Patrick Morris (born April 7, 1954, in Cleveland, Ohio) is a former offensive line coach in the National Football League.

==College career==
Morris was a reserve offensive guard for USC from 1972 to 1975, lettering in 1975.

==Coaching==
Morris began his coaching career immediately after his playing career ended, staying with USC as a graduate assistant for the 1976 and 1977 seasons, working with the offensive line. He later returned to USC as their offensive line coach in 1983, after spending the 1978 season coaching offensive line for Northern Arizona and the 1979–1982 seasons coaching offensive line for Minnesota.

After four seasons with USC, Morris was hired as the offensive line coach for Michigan State, a position he held from 1987 to 1994. After coaching offensive tackles and tight ends at Stanford from 1995 to 1996, Morris entered the NFL coaching ranks in 1997 as the tight ends and assistant offensive line coach for the San Francisco 49ers. He was promoted to offensive line coach entering the 1999 season, taking over for Bobb McKittrick who was forced to retire due to cancer. Morris later followed his former 49ers head coach Steve Mariucci to Detroit, serving as the offensive line coach for the Lions from 2004 to 2005. He was fired along with Mariucci on November 29, 2005, after a disappointing season marred with poor offensive production.

Morris then spent the 2006–2010 seasons as the offensive line coach for the Minnesota Vikings, coaching Pro Bowl offensive linemen such as Matt Birk, Bryant McKinnie, and Steve Hutchinson. After a regime change in Minnesota, he left to coach the offensive line for the Tampa Bay Buccaneers for the 2011 season. He was not retained when head coach Raheem Morris and his staff were fired after the season.

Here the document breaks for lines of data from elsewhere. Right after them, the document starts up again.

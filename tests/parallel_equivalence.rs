#![cfg(feature = "parallel")]

use proptest::prelude::*;
use stepviz::render::{render, render_all};
use stepviz::{Algorithm, Catalog, Checkpoints, Problem, SortAlgorithm};

fn serial_states(problem: &Problem) -> Vec<stepviz::Frame> {
    let trace = Catalog.generate(problem);
    let mut state = Catalog.seed(problem);
    let mut out = vec![state.clone()];
    for step in &trace {
        Catalog.interpret(&mut state, step);
        out.push(state.clone());
    }
    out
}

proptest! {
    #[test]
    fn sort_prefixes_match_incremental_fold(
        algorithm in prop::sample::select(SortAlgorithm::ALL.to_vec()),
        values in prop::collection::vec(-30i64..30, 0..10),
    ) {
        let problem = Problem::Sort { algorithm, values };
        let trace = Catalog.generate(&problem);
        prop_assert_eq!(render_all(&Catalog, &problem, &trace), serial_states(&problem));
    }

    #[test]
    fn edit_distance_prefixes_match_incremental_fold(a in "[ACGT]{0,8}", b in "[ACGT]{0,8}") {
        let problem = Problem::EditDistance { source: a, target: b };
        let trace = Catalog.generate(&problem);
        prop_assert_eq!(render_all(&Catalog, &problem, &trace), serial_states(&problem));
    }

    #[test]
    fn kmp_prefixes_match_checkpoint_replay(text in "[ab]{1,12}", pattern in "[ab]{1,4}") {
        let problem = Problem::Kmp { text, pattern };
        let trace = Catalog.generate(&problem);
        let all = render_all(&Catalog, &problem, &trace);
        let cps = Checkpoints::build(&Catalog, &problem, &trace, None);
        for (k, state) in all.iter().enumerate() {
            prop_assert_eq!(state, &cps.render(&Catalog, &problem, trace.steps(), k));
        }
    }
}

#[test]
fn last_parallel_state_is_the_full_replay() {
    let problem = Problem::SlidingWindowMax {
        values: vec![1, 3, -1, -3, 5, 3, 6, 7],
        window: 3,
    };
    let trace = Catalog.generate(&problem);
    let all = render_all(&Catalog, &problem, &trace);
    assert_eq!(all.len(), trace.len() + 1);
    assert_eq!(all.last(), Some(&render(&Catalog, &problem, trace.steps())));
}
//! Knuth–Morris–Pratt substring search.
//!
//! Phase one builds the LPS (longest proper prefix that is also a suffix)
//! table of the pattern, phase two scans the text. Every character
//! comparison is its own step, and so is every consultation of the failure
//! function. Overlapping matches are reported.

use crate::step::Op;
use crate::trace::{Recorder, Trace};

/// LPS table of `pattern`, without recording anything.
pub fn lps_table(pattern: &[char]) -> Vec<usize> {
    let m = pattern.len();
    let mut lps = vec![0; m];
    let (mut len, mut i) = (0, 1);
    while i < m {
        if pattern[i] == pattern[len] {
            len += 1;
            lps[i] = len;
            i += 1;
        } else if len > 0 {
            len = lps[len - 1];
        } else {
            i += 1;
        }
    }
    lps
}

/// Start offsets (in chars) of every occurrence of `pattern` in `text`.
pub fn kmp(text: &str, pattern: &str) -> Trace<Vec<usize>> {
    let t: Vec<char> = text.chars().collect();
    let p: Vec<char> = pattern.chars().collect();
    let (n, m) = (t.len(), p.len());
    let mut rec = Recorder::new();
    if n == 0 || m == 0 {
        return rec.finish(Vec::new());
    }

    let lps = build_lps(&mut rec, &p);

    let mut matches = Vec::new();
    let (mut i, mut j) = (0, 0);
    while i < n {
        let equal = t[i] == p[j];
        rec.push(
            Op::CharCompare {
                text: i,
                pattern: j,
                equal,
            },
            format!(
                "text[{i}]='{}' {} pattern[{j}]='{}'",
                t[i],
                if equal { "==" } else { "!=" },
                p[j]
            ),
        );
        if equal {
            i += 1;
            j += 1;
            if j == m {
                let start = i - m;
                let resume = lps[m - 1];
                rec.push(
                    Op::MatchFound { start, resume },
                    format!("Match at {start}; continue from pattern[{resume}]"),
                );
                matches.push(start);
                j = resume;
            }
        } else if j > 0 {
            let to = lps[j - 1];
            rec.push(
                Op::LpsShift { from: j, to, text: i },
                format!("Mismatch: fall back from pattern[{j}] to pattern[{to}] using lps[{}]", j - 1),
            );
            j = to;
        } else {
            i += 1;
        }
    }
    rec.finish(matches)
}

fn build_lps(rec: &mut Recorder, p: &[char]) -> Vec<usize> {
    let m = p.len();
    let mut lps = vec![0; m];
    rec.push(Op::LpsWrite { index: 0, value: 0 }, "lps[0] = 0");
    let (mut len, mut i) = (0, 1);
    while i < m {
        let equal = p[i] == p[len];
        rec.push(
            Op::LpsCompare { i, len, equal },
            format!(
                "pattern[{i}]='{}' {} pattern[{len}]='{}'",
                p[i],
                if equal { "==" } else { "!=" },
                p[len]
            ),
        );
        if equal {
            len += 1;
            lps[i] = len;
            rec.push(
                Op::LpsWrite {
                    index: i,
                    value: len,
                },
                format!("lps[{i}] = {len}"),
            );
            i += 1;
        } else if len > 0 {
            let to = lps[len - 1];
            rec.push(
                Op::LpsFallback { from: len, to },
                format!("Prefix length falls back from {len} to {to}"),
            );
            len = to;
        } else {
            rec.push(Op::LpsWrite { index: i, value: 0 }, format!("lps[{i}] = 0"));
            i += 1;
        }
    }
    lps
}

#[cfg(test)]
mod tests {
    use super::*;
    use crate::step::StepKind;

    #[test]
    fn overlapping_matches() {
        let trace = kmp("AAAA", "AA");
        assert_eq!(trace.result(), &vec![0, 1, 2]);
        assert_eq!(trace.count(StepKind::MatchFound), 3);
    }

    #[test]
    fn lps_of_a_classic_pattern() {
        let p: Vec<char> = "ABABCABAB".chars().collect();
        assert_eq!(lps_table(&p), vec![0, 0, 1, 2, 0, 1, 2, 3, 4]);
    }

    #[test]
    fn recorded_lps_matches_the_plain_table() {
        let pattern = "AABAACAABAA";
        let trace = kmp("AABAACAADAABAABA", pattern);
        let mut recorded = vec![None; pattern.len()];
        for step in &trace {
            if let Op::LpsWrite { index, value } = step.op {
                recorded[index] = Some(value);
            }
        }
        let p: Vec<char> = pattern.chars().collect();
        let expected: Vec<_> = lps_table(&p).into_iter().map(Some).collect();
        assert_eq!(recorded, expected);
    }

    #[test]
    fn failure_function_consults_are_recorded() {
        let trace = kmp("ABABDABACDABABCABAB", "ABABCABAB");
        assert_eq!(trace.result(), &vec![10]);
        assert!(trace.count(StepKind::LpsShift) > 0);
    }

    #[test]
    fn empty_pattern_or_text() {
        assert!(kmp("", "a").is_empty());
        assert!(kmp("abc", "").is_empty());
        assert!(kmp("abc", "").result().is_empty());
    }
}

Morris was named the offensive line coach for the Buffalo Bills on January 19, 2013. He was not retained by new Bills head coach Rex Ryan entering the 2015 season. After several seasons away from coaching, Morris was hired as the offensive line coach in 2019 for the San Diego Fleet of the short-lived Alliance of American Football by head coach Mike Martz.